Bezerra da Silva. O malandro amigo (1)
Bezerra da Silva é uma história a parte. Ele gravou dois sambas que fiz em parceira com os compositores Pinga e Guilherme do Ponto Chic. Eles integravam a ala de compositores da Leão de Nova Iguaçu, uma escola de samba que nascera do bloco Leão de Iguaçu, agremiação que fez história nessa categoria. Os dois também pertenciam à ala de compositores da Estação Primeira de Mangueira. Isso pra mim já foi uma honraria. Mas como um poeta mediano de Nova Iguaçu, que pouco ou nada conhecia dos meandros e descaminhos do complexo mundo fonográfico, seria gravado por um dos grandes nomes do Samba? Voltemos alguns parágrafos.

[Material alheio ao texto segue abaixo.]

//! Hybrid key switching
//!
//! To switch `d` (mod Q) from s' to s, lift d to the modulus P through its
//! centered representative, multiply by the key under both moduli and divide
//! the result by P:
//! ```text
//! (a, b) = ModDown(d · (a_q, b_q), d · (a_p, b_p))
//! ModDown(x_q, x_p) = (x_q - [x_p]) · P^(-1)   (mod Q)
//! ```
//! so that `a·s + b ≈ d·s'`. Sums of several switches are accumulated before
//! the single ModDown.

use crate::error::{crypto_err, Result};
use crate::math::{ModQ, Polynomial, RingContext};
use crate::rlwe::{apply_automorphism, Ciphertext};

use super::types::{MLWESwitchingKey, SwitchingKey};

fn mod_down(x_q: &Polynomial, x_p: &Polynomial, q: u64, p: u64) -> Polynomial {
    let p_inv = ModQ::inv(p % q, q);
    let coeffs = x_q
        .coeffs()
        .iter()
        .zip(x_p.coeffs())
        .map(|(&xq, &xp)| {
            let diff = ModQ::sub(xq, ModQ::lift_centered(xp, p, q), q);
            ModQ::mul(diff, p_inv, q)
        })
        .collect();
    Polynomial::from_coeffs(coeffs, q)
}

/// Accumulates `Σ d_i · key_i` for degree-N keys.
pub struct KeySwitchAccumulator<'a> {
    ring: &'a RingContext,
    a_q: Polynomial,
    a_p: Polynomial,
    b_q: Polynomial,
    b_p: Polynomial,
}

impl<'a> KeySwitchAccumulator<'a> {
    /// Empty accumulator over the ring
    pub fn new(ring: &'a RingContext) -> Self {
        let n = ring.degree();
        let zero_q = Polynomial::zero(n, ring.modulus_q()).to_ntt_new(&ring.q);
        let zero_p = Polynomial::zero(n, ring.modulus_p()).to_ntt_new(&ring.p);
        Self {
            ring,
            a_q: zero_q.clone(),
            a_p: zero_p.clone(),
            b_q: zero_q,
            b_p: zero_p,
        }
    }

    /// Adds `d · key` for a coefficient-domain `d` modulo Q
    pub fn add(&mut self, d: &Polynomial, key: &SwitchingKey) {
        let ring = self.ring;
        let d_q = d.to_ntt_new(&ring.q);
        let d_p = d.lift_to(ring.modulus_p()).to_ntt_new(&ring.p);
        self.a_q.mul_acc_ntt_domain(&d_q, &key.a_q, &ring.q);
        self.b_q.mul_acc_ntt_domain(&d_q, &key.b_q, &ring.q);
        self.a_p.mul_acc_ntt_domain(&d_p, &key.a_p, &ring.p);
        self.b_p.mul_acc_ntt_domain(&d_p, &key.b_p, &ring.p);
    }

    /// ModDown of the accumulated sum: `(a, b)` in coefficient domain modulo Q
    pub fn finish(mut self) -> (Polynomial, Polynomial) {
        let ring = self.ring;
        let (q, p) = (ring.modulus_q(), ring.modulus_p());
        self.a_q.from_ntt(&ring.q);
        self.b_q.from_ntt(&ring.q);
        self.a_p.from_ntt(&ring.p);
        self.b_p.from_ntt(&ring.p);
        (
            mod_down(&self.a_q, &self.a_p, q, p),
            mod_down(&self.b_q, &self.b_p, q, p),
        )
    }
}

/// Accumulates `Σ φ(u_i) · key_i` with keys in component layout.
///
/// Every product stays in R_rank: `φ(u) · K = Σ_j X^j φ(u · K_j)`.
pub struct ComponentKeySwitchAccumulator<'a> {
    rank_ring: &'a RingContext,
    /// Per component: (a_q, a_p, b_q, b_p) in NTT domain
    parts: Vec<[Polynomial; 4]>,
}

impl<'a> ComponentKeySwitchAccumulator<'a> {
    /// Empty accumulator for `stack` components of degree `rank_ring.degree()`
    pub fn new(rank_ring: &'a RingContext, stack: usize) -> Self {
        let r = rank_ring.degree();
        let zero_q = Polynomial::zero(r, rank_ring.modulus_q()).to_ntt_new(&rank_ring.q);
        let zero_p = Polynomial::zero(r, rank_ring.modulus_p()).to_ntt_new(&rank_ring.p);
        Self {
            rank_ring,
            parts: vec![[zero_q.clone(), zero_p.clone(), zero_q, zero_p]; stack],
        }
    }

    /// Adds `φ(u) · key` for a coefficient-domain `u` in R_rank modulo Q
    pub fn add(&mut self, u: &Polynomial, key: &MLWESwitchingKey) {
        let ring = self.rank_ring;
        let u_q = u.to_ntt_new(&ring.q);
        let u_p = u.lift_to(ring.modulus_p()).to_ntt_new(&ring.p);
        for ([a_q, a_p, b_q, b_p], k) in self.parts.iter_mut().zip(&key.components) {
            a_q.mul_acc_ntt_domain(&u_q, &k.a_q, &ring.q);
            a_p.mul_acc_ntt_domain(&u_p, &k.a_p, &ring.p);
            b_q.mul_acc_ntt_domain(&u_q, &k.b_q, &ring.q);
            b_p.mul_acc_ntt_domain(&u_p, &k.b_p, &ring.p);
        }
    }

    /// Interleaves the components and mods down: `(a, b)` of degree N, coefficient domain
    pub fn finish(self) -> (Polynomial, Polynomial) {
        let ring = self.rank_ring;
        let (q, p) = (ring.modulus_q(), ring.modulus_p());
        let mut a_q = Vec::with_capacity(self.parts.len());
        let mut a_p = Vec::with_capacity(self.parts.len());
        let mut b_q = Vec::with_capacity(self.parts.len());
        let mut b_p = Vec::with_capacity(self.parts.len());
        for [x_aq, x_ap, x_bq, x_bp] in self.parts {
            a_q.push(x_aq.from_ntt_new(&ring.q));
            a_p.push(x_ap.from_ntt_new(&ring.p));
            b_q.push(x_bq.from_ntt_new(&ring.q));
            b_p.push(x_bp.from_ntt_new(&ring.p));
        }
        (
            mod_down(&Polynomial::interleave(&a_q), &Polynomial::interleave(&a_p), q, p),
            mod_down(&Polynomial::interleave(&b_q), &Polynomial::interleave(&b_p), q, p),
        )
    }
}

/// Switch a single coefficient-domain `d` with `key`.
pub fn key_switch(d: &Polynomial, key: &SwitchingKey, ring: &RingContext) -> (Polynomial, Polynomial) {
    let mut acc = KeySwitchAccumulator::new(ring);
    acc.add(d, key);
    acc.finish()
}

/// Collapses an extended ciphertext (a, b, c) under (s², s, 1) to (a', b') under s.
///
/// Input and output are in coefficient domain.
pub fn relinearize(ct: &Ciphertext, relin_key: &SwitchingKey, ring: &RingContext) -> Result<Ciphertext> {
    let c = ct
        .c
        .as_ref()
        .ok_or_else(|| crypto_err!("relinearization needs an extended ciphertext"))?;
    if ct.is_ntt() {
        return Err(crypto_err!("relinearization expects coefficient domain"));
    }
    let (ks_a, ks_b) = key_switch(&ct.a, relin_key, ring);
    Ok(Ciphertext::new(&ks_a + &ct.b, &ks_b + c))
}

/// τ_g followed by a switch from τ_g(s) back to s.
pub fn automorphism_key_switch(
    ct: &Ciphertext,
    g: usize,
    key: &SwitchingKey,
    ring: &RingContext,
) -> Ciphertext {
    let (a, b) = key_switch(&apply_automorphism(&ct.a, g), key, ring);
    Ciphertext::new(a, &b + &apply_automorphism(&ct.b, g))
}

#[cfg(test)]
mod tests {
    use super::*;
    use crate::ks::{generate_relin_key, generate_switching_key, split_switching_key};
    use crate::math::Sampler;
    use crate::params::{EvdParams, RankLayout};
    use crate::rlwe::{decrypt, encrypt, SecretKey};

    fn test_params() -> EvdParams {
        EvdParams::with_degree(256)
    }

    fn setup(seed: u64) -> (EvdParams, RingContext, SecretKey, Sampler) {
        let params = test_params();
        let ring = RingContext::new(params.degree, params.q, params.p);
        let mut sampler = Sampler::with_seed(params.sigma, seed);
        let sk = SecretKey::generate(&params, &ring, &mut sampler);
        (params, ring, sk, sampler)
    }

    #[test]
    fn test_key_switch_noise() {
        let (params, ring, sk, mut sampler) = setup(41);
        let target = Polynomial::from_signed(&sampler.sparse_ternary(256, 100), params.q);
        let key = generate_switching_key(&sk, &target, &ring, &mut sampler);

        let d = Polynomial::uniform(256, params.q, &mut sampler);
        let (a, b) = key_switch(&d, &key, &ring);
        let got = decrypt(&Ciphertext::new(a, b), &sk, &ring).unwrap();
        let want = d.mul_ntt(&target, &ring.q);

        let noise = (&got - &want).linf_norm();
        assert!(noise < 1 << 10, "key switch noise {}", noise);
    }

    #[test]
    fn test_relinearize_product() {
        let (params, ring, sk, mut sampler) = setup(42);
        let relin = generate_relin_key(&sk, &ring, &mut sampler);

        let m1 = Polynomial::from_signed(&[1 << 20; 256], params.q);
        let mut m2 = Polynomial::zero(256, params.q);
        m2.set_coeff(0, 1 << 20);

        let mut c1 = encrypt(&sk, &m1, &ring, &mut sampler).unwrap();
        let mut c2 = encrypt(&sk, &m2, &ring, &mut sampler).unwrap();
        c1.to_ntt(&ring.q);
        c2.to_ntt(&ring.q);

        let a = c1.a.mul_ntt_domain(&c2.a, &ring.q);
        let mut b = c1.a.mul_ntt_domain(&c2.b, &ring.q);
        b.mul_acc_ntt_domain(&c1.b, &c2.a, &ring.q);
        let c = c1.b.mul_ntt_domain(&c2.b, &ring.q);
        let mut ext = Ciphertext::extended(a, b, c);
        ext.from_ntt(&ring.q);

        let relin_ct = relinearize(&ext, &relin, &ring).unwrap();
        assert!(!relin_ct.is_extended());
        let dec = decrypt(&relin_ct, &sk, &ring).unwrap();
        for i in 0..256 {
            let v = dec.centered(i) as f64 / (1u64 << 40) as f64;
            assert!((v - 1.0).abs() < 1e-3, "slot {} = {}", i, v);
        }
    }

    #[test]
    fn test_relinearize_rejects_plain_ciphertext() {
        let (params, ring, sk, mut sampler) = setup(43);
        let relin = generate_relin_key(&sk, &ring, &mut sampler);
        let ct = Ciphertext::zero(256, params.q);
        assert!(relinearize(&ct, &relin, &ring).is_err());
    }

    #[test]
    fn test_component_accumulator_matches_full() {
        let (params, ring, sk, mut sampler) = setup(44);
        let layout = RankLayout::for_dimension(16, params.degree).unwrap();
        let rank_ring = RingContext::new(layout.rank, params.q, params.p);
        let target = Polynomial::from_signed(&sampler.sparse_ternary(256, 50), params.q);
        let key = generate_switching_key(&sk, &target, &ring, &mut sampler);
        let split = split_switching_key(&key, &layout, &ring, &rank_ring);

        let u = Polynomial::uniform(layout.rank, params.q, &mut sampler);
        let mut comp = ComponentKeySwitchAccumulator::new(&rank_ring, layout.stack);
        comp.add(&u, &split);

        assert_eq!(comp.finish(), key_switch(&u.embed(layout.stack), &key, &ring));
    }

    #[test]
    fn test_automorphism_key_switch() {
        let (params, ring, sk, mut sampler) = setup(45);
        let g = 5;
        let s = sk.coeff_q(&ring.q);
        let key = generate_switching_key(&sk, &apply_automorphism(&s, g), &ring, &mut sampler);

        let values: Vec<i64> = (0..256).map(|i| i * 1000).collect();
        let m = Polynomial::from_signed(&values, params.q);
        let ct = encrypt(&sk, &m, &ring, &mut sampler).unwrap();

        let rotated = automorphism_key_switch(&ct, g, &key, &ring);
        let dec = decrypt(&rotated, &sk, &ring).unwrap();
        let noise = (&dec - &apply_automorphism(&m, g)).linf_norm();
        assert!(noise < 1 << 10);
    }
}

O Samba (e a música em geral), esteve presente na minha vida desde sempre. Meus avós, meus pais, meus tios, tinham no rádio um companheiro quase inseparável. Ouvia-se de tudo e o dia inteiro. A indústria fonográfica daquele tempo parecia menos feroz que nos tempos que vieram depois. Éramos uma família musicalizada e não eram raras as noitadas de ‘arrasta-pé’ lá em casa. Meus pais adoravam.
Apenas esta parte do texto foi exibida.